Saturday, May 7, 2011

glad you see it my way.

the women in my family could teach a master class on the black art of manipulation. some of us (me included, i hope) understand that skill, along with the dark power it gives us, and act accordingly. we respect the dangerous nature we have. others, on the other hand, have honed that blade to a deadly razor sharpness, swinging it wildly to ward off danger and mold the world around them into the shape they most desire. and as much as i believe in the equality of the genders, i find a special difference between men and women when it comes to twisting people. i've known some bad men in my life. these guys have been evil, criminally and morally. they've done some low-down, snake-like things. i've met men who can persuade people very well. but the very best manipulators i've ever known in my life have been women. these women weave tapestries to get what they need, what they want.

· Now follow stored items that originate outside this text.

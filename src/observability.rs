use std::sync::atomic::{AtomicU64, Ordering};
use std::time::Instant;
use tracing::{debug, info};

/// Orchestrator API and query cache usage metrics
#[derive(Debug, Default)]
pub struct ApiMetrics {
    pub total_requests: AtomicU64,
    pub errors: AtomicU64,
    pub deduplicated_fetches: AtomicU64,
    pub invalidations: AtomicU64,
}

impl ApiMetrics {
    pub fn new() -> Self {
        Self::default()
    }

    pub fn record_request(&self) {
        self.total_requests.fetch_add(1, Ordering::Relaxed);
    }

    pub fn record_error(&self) {
        self.errors.fetch_add(1, Ordering::Relaxed);
    }

    pub fn record_deduplicated_fetch(&self) {
        self.deduplicated_fetches.fetch_add(1, Ordering::Relaxed);
    }

    pub fn record_invalidation(&self) {
        self.invalidations.fetch_add(1, Ordering::Relaxed);
    }

    pub fn get_stats(&self) -> ApiStats {
        ApiStats {
            total_requests: self.total_requests.load(Ordering::Relaxed),
            errors: self.errors.load(Ordering::Relaxed),
            deduplicated_fetches: self.deduplicated_fetches.load(Ordering::Relaxed),
            invalidations: self.invalidations.load(Ordering::Relaxed),
        }
    }

    pub fn log_stats(&self) {
        let stats = self.get_stats();
        info!(
            "Orchestrator API metrics: requests={}, errors={}, deduplicated={}, invalidations={}",
            stats.total_requests, stats.errors, stats.deduplicated_fetches, stats.invalidations
        );
    }
}

#[derive(Debug, Clone, PartialEq, Eq)]
pub struct ApiStats {
    pub total_requests: u64,
    pub errors: u64,
    pub deduplicated_fetches: u64,
    pub invalidations: u64,
}

/// Time an operation and log its duration when finished
pub struct OperationTimer {
    operation: String,
    start: Instant,
}

impl OperationTimer {
    pub fn new(operation: &str) -> Self {
        Self {
            operation: operation.to_string(),
            start: Instant::now(),
        }
    }

    pub fn finish(self, success: bool) {
        let duration = self.start.elapsed();
        debug!(
            operation = %self.operation,
            duration_ms = duration.as_millis() as u64,
            success,
            "Operation completed"
        );
    }
}
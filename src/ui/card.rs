use crate::orchestrator::Process;

const CARD_WIDTH: usize = 60;
const DESCRIPTION_PREVIEW: usize = 120;

#[derive(Debug, Clone, PartialEq, Eq)]
pub struct ProcessCard {
    pub title: String,
    pub process_id: i64,
    pub process_key: String,
    pub description: String,
    pub is_starting: bool,
}

impl ProcessCard {
    pub fn new(process: &Process, is_starting: bool) -> Self {
        Self {
            title: process.name.clone(),
            process_id: process.id,
            process_key: process.key.clone(),
            description: process.description.clone(),
            is_starting,
        }
    }

    pub fn render(&self) -> String {
        let mut out = String::new();
        let rule = "─".repeat(CARD_WIDTH);
        out.push_str(&format!("┌{rule}\n"));
        out.push_str(&format!("│ ⚙️  {}\n", self.title));
        out.push_str(&format!("│    id {} · key {}\n", self.process_id, self.process_key));
        if self.description.trim().is_empty() {
            out.push_str("│    No description\n");
        } else {
            out.push_str(&format!("│    {}\n", preview(&self.description)));
        }
        if self.is_starting {
            out.push_str("│    ⏳ Starting...\n");
        } else {
            out.push_str(&format!("│    ▶️  start {}\n", self.process_key));
        }
        out.push_str(&format!("└{rule}\n"));
        out
    }
}

fn preview(text: &str) -> String {
    let text = text.trim();
    if text.chars().count() > DESCRIPTION_PREVIEW {
        let cut: String = text.chars().take(DESCRIPTION_PREVIEW).collect();
        format!("{cut}...")
    } else {
        text.to_string()
    }
}

#[cfg(test)]
mod tests {
    use super::*;

    fn process(description: &str) -> Process {
        Process {
            id: 1,
            name: "Invoice Bot".to_string(),
            key: "abc".to_string(),
            description: description.to_string(),
        }
    }

    #[test]
    fn test_card_shows_start_hint() {
        let rendered = ProcessCard::new(&process("x"), false).render();
        assert!(rendered.contains("Invoice Bot"));
        assert!(rendered.contains("start abc"));
        assert!(!rendered.contains("Starting"));
    }

    #[test]
    fn test_card_layout() {
        let rendered = ProcessCard::new(&process("Posts invoices"), false).render();
        let lines: Vec<&str> = rendered.lines().collect();
        assert_eq!(lines.len(), 6);
        assert_eq!(lines[1], "│ ⚙️  Invoice Bot");
        assert_eq!(lines[2], "│    id 1 · key abc");
        assert_eq!(lines[3], "│    Posts invoices");
        assert_eq!(lines[4], "│    ▶️  start abc");
        assert!(rendered.ends_with('\n'));
    }

    #[test]
    fn test_card_while_starting() {
        let rendered = ProcessCard::new(&process(""), true).render();
        assert!(rendered.contains("Starting..."));
        assert!(rendered.contains("No description"));
    }

    #[test]
    fn test_long_description_is_truncated() {
        let long = "é".repeat(300);
        let rendered = ProcessCard::new(&process(&long), false).render();
        assert!(rendered.contains("..."));
        assert!(!rendered.contains(&long));
    }
}
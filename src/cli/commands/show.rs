use anyhow::Result;

use crate::cli::commands::format_error;
use crate::context::DashboardContext;
use crate::orchestrator::Process;
use crate::query::ProcessQuery;

pub struct ShowCommand {
    pub process_id: Option<i64>,
}

impl ShowCommand {
    pub fn new(process_id: Option<i64>) -> Self {
        Self { process_id }
    }

    pub async fn execute(&self, ctx: &DashboardContext) -> Result<()> {
        let result = ProcessQuery::new(self.process_id, ctx.folder_id).fetch(ctx).await;

        match result.into_result() {
            Ok(Some(process)) => {
                print!("{}", describe(&process, ctx.folder_id));
                Ok(())
            }
            Ok(None) => {
                println!("📭 Process not loaded");
                Ok(())
            }
            Err(error) => {
                print!("{}", format_error("Failed to load process", &error));
                Err(error.into())
            }
        }
    }
}

fn describe(process: &Process, folder_id: i64) -> String {
    let mut out = String::new();
    out.push_str(&format!("⚙️  {}\n", process.name));
    out.push_str(&format!("   🆔 Id: {}\n", process.id));
    out.push_str(&format!("   🔑 Key: {}\n", process.key));
    out.push_str(&format!("   📂 Folder: {folder_id}\n"));
    if !process.description.is_empty() {
        out.push_str(&format!("   📄 Description: {}\n", process.description));
    }
    out.push_str(&format!("\n💡 Start it with: process-dashboard start {}\n", process.key));
    out
}

#[cfg(test)]
mod tests {
    use super::*;

    #[test]
    fn test_describe_lists_fields() {
        let process = Process {
            id: 1,
            name: "Invoice Bot".to_string(),
            key: "abc".to_string(),
            description: String::new(),
        };
        let rendered = describe(&process, 1878866);
        assert!(rendered.contains("Key: abc"));
        assert!(rendered.contains("Folder: 1878866"));
        assert!(!rendered.contains("Description"));
    }
}
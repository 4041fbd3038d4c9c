// Process Dashboard Library - Orchestrator process listing and triggering
// This exposes the core components for testing and integration

pub mod cli;
pub mod config;
pub mod context;
pub mod notify;
pub mod observability;
pub mod orchestrator;
pub mod query;
pub mod shutdown;
pub mod telemetry;
pub mod ui;

// Re-export key types for easy access
pub use config::DashboardConfig;
pub use context::DashboardContext;
pub use notify::{Notification, NotificationLevel, Notifier, ToastQueue};
pub use observability::{ApiMetrics, ApiStats, OperationTimer};
pub use orchestrator::{JobStatus, OrchestratorClient, OrchestratorError, Process, ProcessService, StartResult};
pub use query::{
    ProcessListPoller, ProcessListQuery, ProcessQuery, QueryClient, QueryKey, QueryResult, RetryPolicy,
    StartProcessInput, StartProcessMutation,
};
pub use shutdown::ShutdownCoordinator;
pub use telemetry::{create_session_span, generate_correlation_id, init_telemetry, shutdown_telemetry};
pub use ui::{HomePage, JobStatusBadge, ProcessCard};
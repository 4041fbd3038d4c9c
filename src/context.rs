use anyhow::Result;
use std::sync::Arc;
use std::time::Duration;
use tracing::info;

use crate::config::DashboardConfig;
use crate::notify::{Notifier, ToastQueue};
use crate::observability::ApiMetrics;
use crate::orchestrator::{OrchestratorClient, ProcessService};
use crate::query::{QueryClient, RetryPolicy};

/// Everything a data-access call needs, created once at startup
pub struct DashboardContext {
    pub service: Arc<dyn ProcessService>,
    pub queries: QueryClient,
    pub notifier: Arc<dyn Notifier>,
    pub metrics: Arc<ApiMetrics>,
    /// Folder used for listing and starting processes
    pub folder_id: i64,
    pub list_refetch_interval: Duration,
}

impl DashboardContext {
    pub fn new(
        service: Arc<dyn ProcessService>,
        notifier: Arc<dyn Notifier>,
        config: &DashboardConfig,
        metrics: Arc<ApiMetrics>,
    ) -> Self {
        let queries = QueryClient::new(
            config.query.cache_capacity,
            RetryPolicy::from_config(&config.query),
            metrics.clone(),
        );
        Self {
            service,
            queries,
            notifier,
            metrics,
            folder_id: config.orchestrator.folder_id,
            list_refetch_interval: config.query.list_refetch_interval(),
        }
    }

    /// Build the real Orchestrator client; notifications go to `toasts`
    pub fn from_config(config: &DashboardConfig, toasts: Arc<ToastQueue>) -> Result<Self> {
        config.validate()?;
        let metrics = Arc::new(ApiMetrics::new());
        let client = OrchestratorClient::new(&config.orchestrator, metrics.clone())?;
        info!(api_root = client.api_root(), folder_id = config.orchestrator.folder_id, "Orchestrator client ready");
        Ok(Self::new(Arc::new(client), toasts, config, metrics))
    }
}
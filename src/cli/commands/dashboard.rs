use anyhow::Result;
use std::io::Write;
use std::sync::Arc;
use tokio::io::{AsyncBufRead, AsyncBufReadExt, BufReader};
use tokio::sync::mpsc;
use tracing::{debug, info};

use crate::context::DashboardContext;
use crate::notify::{Notification, ToastQueue};
use crate::orchestrator::Process;
use crate::query::{
    ProcessListPoller, ProcessListQuery, QueryResult, StartProcessInput, StartProcessMutation,
};
use crate::shutdown::ShutdownCoordinator;
use crate::ui::{HomePage, CLEAR_SCREEN};

/// A line typed into the running dashboard
#[derive(Debug, Clone, PartialEq, Eq)]
pub enum DashboardInput {
    Refresh,
    Start(String),
    Quit,
    Help,
}

impl DashboardInput {
    pub fn parse(line: &str) -> Option<Self> {
        let mut parts = line.split_whitespace();
        let command = parts.next()?;
        match command.to_ascii_lowercase().as_str() {
            "r" | "refresh" => Some(DashboardInput::Refresh),
            "q" | "quit" | "exit" => Some(DashboardInput::Quit),
            "s" | "start" => parts.next().map(|key| DashboardInput::Start(key.to_string())),
            "h" | "help" | "?" => Some(DashboardInput::Help),
            _ => None,
        }
    }
}

pub struct DashboardCommand {
    pub once: bool,
}

impl DashboardCommand {
    pub fn new(once: bool) -> Self {
        Self { once }
    }

    pub async fn execute(
        &self,
        ctx: Arc<DashboardContext>,
        toasts: Arc<ToastQueue>,
        shutdown: Arc<ShutdownCoordinator>,
    ) -> Result<()> {
        self.execute_with_input(ctx, toasts, shutdown, BufReader::new(tokio::io::stdin()))
            .await
    }

    /// Run the dashboard reading commands line by line from `input`
    pub async fn execute_with_input<R>(
        &self,
        ctx: Arc<DashboardContext>,
        toasts: Arc<ToastQueue>,
        shutdown: Arc<ShutdownCoordinator>,
        input: R,
    ) -> Result<()>
    where
        R: AsyncBufRead + Unpin,
    {
        let query = ProcessListQuery::new(Some(ctx.folder_id));

        if self.once {
            let result = query.fetch(&ctx).await;
            print!("{}", HomePage::new(&result).render());
            return Ok(());
        }

        let mut poller = ProcessListPoller::spawn(ctx.clone(), query, shutdown.subscribe());
        let mutation = Arc::new(StartProcessMutation::new());
        let (redraw_tx, mut redraw_rx) = mpsc::channel::<()>(8);
        let mut lines = input.lines();
        let mut input_open = true;
        let mut shutdown_rx = shutdown.subscribe();

        let mut latest: QueryResult<Vec<Process>> = QueryResult {
            is_loading: true,
            ..QueryResult::idle()
        };
        let mut shown_toasts: Vec<Notification> = Vec::new();
        let mut status_line: Option<String> = None;
        redraw(&latest, mutation.is_pending(), &shown_toasts, status_line.as_deref());

        loop {
            tokio::select! {
                update = poller.next() => match update {
                    Some(result) => latest = result,
                    None => break,
                },
                _ = redraw_rx.recv() => {}
                line = lines.next_line(), if input_open => match line {
                    Ok(Some(line)) => match DashboardInput::parse(&line) {
                        Some(DashboardInput::Refresh) => {
                            status_line = Some("🔄 Refreshing...".to_string());
                            poller.refetch();
                        }
                        Some(DashboardInput::Start(process_key)) => {
                            status_line = Some(format!("🚀 Starting {process_key}..."));
                            spawn_start(ctx.clone(), mutation.clone(), process_key, redraw_tx.clone());
                        }
                        Some(DashboardInput::Quit) => break,
                        Some(DashboardInput::Help) | None => {
                            status_line = Some("🎯 r = refresh · s <key> = start process · q = quit".to_string());
                        }
                    },
                    Ok(None) => {
                        debug!("Input closed; dashboard keeps polling until Ctrl-C");
                        input_open = false;
                    }
                    Err(e) => {
                        debug!("Failed to read input: {}", e);
                        input_open = false;
                    }
                },
                changed = shutdown_rx.changed() => {
                    if changed.is_err() || *shutdown_rx.borrow() {
                        break;
                    }
                }
            }

            let fresh = toasts.drain();
            if !fresh.is_empty() {
                status_line = None;
                shown_toasts = fresh;
            }
            redraw(&latest, mutation.is_pending(), &shown_toasts, status_line.as_deref());
        }

        shutdown.trigger();
        poller.stop().await;
        info!("Dashboard closed");
        Ok(())
    }
}

fn spawn_start(
    ctx: Arc<DashboardContext>,
    mutation: Arc<StartProcessMutation>,
    process_key: String,
    redraw: mpsc::Sender<()>,
) {
    tokio::spawn(async move {
        let input = StartProcessInput::new(process_key, ctx.folder_id);
        // Outcome reaches the screen through the toast queue.
        let _ = mutation.mutate(&ctx, input).await;
        let _ = redraw.send(()).await;
    });
}

fn redraw(
    processes: &QueryResult<Vec<Process>>,
    is_starting: bool,
    toasts: &[Notification],
    status_line: Option<&str>,
) {
    let page = HomePage::new(processes)
        .starting(is_starting)
        .with_toasts(toasts)
        .with_controls(true)
        .render();
    print!("{CLEAR_SCREEN}{page}");
    if let Some(status) = status_line {
        println!("{status}");
    }
    print!("> ");
    let _ = std::io::stdout().flush();
}
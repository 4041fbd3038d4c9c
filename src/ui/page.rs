use crate::notify::{Notification, NotificationLevel};
use crate::orchestrator::Process;
use crate::query::QueryResult;
use crate::ui::card::ProcessCard;

const SKELETON_CARDS: usize = 3;

/// The single dashboard page: header, error alert, process grid and toasts
#[derive(Debug)]
pub struct HomePage<'a> {
    pub processes: &'a QueryResult<Vec<Process>>,
    pub is_starting: bool,
    pub toasts: &'a [Notification],
    pub show_controls: bool,
}

impl<'a> HomePage<'a> {
    pub fn new(processes: &'a QueryResult<Vec<Process>>) -> Self {
        Self {
            processes,
            is_starting: false,
            toasts: &[],
            show_controls: false,
        }
    }

    pub fn starting(mut self, is_starting: bool) -> Self {
        self.is_starting = is_starting;
        self
    }

    pub fn with_toasts(mut self, toasts: &'a [Notification]) -> Self {
        self.toasts = toasts;
        self
    }

    pub fn with_controls(mut self, show_controls: bool) -> Self {
        self.show_controls = show_controls;
        self
    }

    /// Cards for the current data; empty while loading or when nothing is cached
    pub fn cards(&self) -> Vec<ProcessCard> {
        self.processes
            .data
            .iter()
            .flatten()
            .map(|process| ProcessCard::new(process, self.is_starting))
            .collect()
    }

    pub fn error_alert(&self) -> Option<String> {
        self.processes
            .error
            .as_ref()
            .map(|error| format!("Failed to load processes: {error}"))
    }

    fn is_initial_load(&self) -> bool {
        self.processes.is_loading && self.processes.data.is_none()
    }

    pub fn render(&self) -> String {
        let mut out = String::new();

        out.push_str("📊 PROCESS DASHBOARD\n");
        out.push_str("Monitor and manage your Orchestrator processes\n");
        if let Some(fetched_at) = self.processes.last_fetched_at {
            out.push_str(&format!("Last refreshed {}\n", fetched_at.format("%H:%M:%S UTC")));
        }
        out.push_str("══════════════════════════════════════════════════\n");
        out.push('\n');

        if let Some(alert) = self.error_alert() {
            out.push_str("❌ Error\n");
            out.push_str(&format!("   {alert}\n"));
            out.push('\n');
        }

        if self.is_initial_load() {
            for _ in 0..SKELETON_CARDS {
                out.push_str("░░░░░░░░░░░░░░░░░░░░░░░░░░░░░░░░░░░░░░░░\n");
            }
        } else {
            let cards = self.cards();
            if cards.is_empty() {
                out.push_str("📭 No processes found\n");
                out.push_str("   Create processes in Orchestrator to see them here.\n");
            } else {
                for card in &cards {
                    out.push_str(&card.render());
                }
            }
        }

        if !self.toasts.is_empty() {
            out.push('\n');
            for toast in self.toasts {
                let icon = match toast.level {
                    NotificationLevel::Success => "✅",
                    NotificationLevel::Error => "❌",
                };
                out.push_str(&format!("{icon} {}\n", toast.message));
            }
        }

        if self.show_controls {
            out.push('\n');
            out.push_str("🎯 r = refresh · s <key> = start process · q = quit\n");
        }

        out
    }
}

in to kill a mockingbird, scout says, again, as i had often met it in my own church, i was confronted with the impurity of women doctrine that seemed to preoccupy all clergymen. it's a common theme in many religions: women as temptresses, sirens, seductive and dangerous. hell, it's why a lot of backward tribal cultures force women into body-covering draperies. they don't think their men are tough enough to resist the inherent power of a woman to draw a man into the ways of sin. it's completely, twistedly paradoxical: women are so powerful that they have to be subjugated for the good of the culture.

but there's a tiny grain of truth to the idea that many women have special skill in convincing people - regardless of gender - to come around to their way of thinking. and i've never seen a better set of connivers than the ones with whom i share a bloodline. to watch the poison cast between these women, given with the sweetest of smiles, is a sickeningly fascinating sight to behold. it's glorious in its horror. you admire the skill as you loathe the result. and it's my goal to walk the razor edge between using the good aspects of our family business to my advantage and eschewing the dark, twisted side of that talent.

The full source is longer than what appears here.